Since we've been using just plain old bleach to chlorinate with, our water is always 100% crystal clear, and I spend maybe $100 to $150 for chemicals for the entire season.
Re: Is Soft-Swim really that bad???
Quote:
Originally Posted by falken
Oh, and as far as my current cost goes, I installed a salt water chrloine generator which ran me around $600.
I now spend between $1-$5/mo on pool chemicals. :)
Same here. Picked up a new SWG last year on Ebay for $425.00. I keep FC at about 2-2.5 PPM. You can't smell it yet the pool stays crystal clear. I have zero CC and water is soft. Only chemical cost is a weekly addition of muriatic acid. That's it.
Re: Is Soft-Swim really that bad???
I'm new to this sight. However I am not new to baquacil.

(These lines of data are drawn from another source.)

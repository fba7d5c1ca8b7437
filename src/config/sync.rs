use clap::Parser;
use std::env;
use std::io;
use std::path::PathBuf;
use crate::models::sync::SyncConfig;
use crate::utils::path::home_dir;

#[derive(Parser, Clone, Debug)]
#[command(
    name = "sync_files",
    about = "將資源目錄中目的地缺少的檔案複製到 <目的地>/icon"
)]
pub struct SyncCli {
    /// 資源目錄（預設為 ~/Pictures/icon）
    #[arg(short = 'r', long = "resource")]
    pub resource: Option<String>,
    /// 目的地目錄（預設為目前目錄）
    #[arg(short = 'd', long = "destination")]
    pub destination: Option<String>,
    /// 測試模式：只列出將要複製的檔案，不實際複製
    #[arg(short = 't', long = "test", default_value_t = false)]
    pub test: bool,
    #[arg(long, default_value_t = false)]
    pub no_progress: bool,
    #[arg(long, default_value = "info", value_parser = ["debug", "info", "warn", "error"])]
    pub log_level: String,
}

pub fn default_resource_dir() -> io::Result<PathBuf> {
    home_dir()
        .map(|home| home.join("Pictures").join("icon"))
        .ok_or_else(|| {
            io::Error::new(
                io::ErrorKind::NotFound,
                "無法取得使用者主目錄，請使用 --resource 指定資源目錄",
            )
        })
}

impl SyncCli {
    /// 在啟動時一次解析預設路徑
    pub fn resolve(&self) -> io::Result<SyncConfig> {
        let resource_dir = match &self.resource {
            Some(resource) => PathBuf::from(resource),
            None => default_resource_dir()?,
        };
        let destination_dir = match &self.destination {
            Some(destination) => PathBuf::from(destination),
            None => env::current_dir()?,
        };
        Ok(SyncConfig {
            resource_dir,
            destination_dir,
            test_mode: self.test,
            no_progress: self.no_progress,
        })
    }
}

We used Baquacil at our old house w/new 24' AG 13500. Lived there for 2 yrs without problems. When we moved, Our new house also had a 24' AG 13500, we took water in to the pool store to check chemicals. The tests showed no signs of chemicals. So at that time since we had had no problems with baqua before we went with it again:(. year 1 fine, year 2 pink algae. $400 in Baqua chem. and a new$100 cartridge for filter. White mold came next. $400-500 in chemicals another new cartridge all of this on top of regular maintance costs
$75-100 a month (shock, sanitizer, algaeside) unable to use our pool for 2 months last year.Closed the pool for winter. Open spring year 3 water always cloudy, a lot of green algae vaccuuming every other day. White mold again, burned out pump from trying to filter out white mold last year and this year.
Bought new pump and filter.$400-500. Once you develope a problem with Baqua It is almost impossible to fix it. We are now switching to CL. We refuse to battle the Baquabeast again!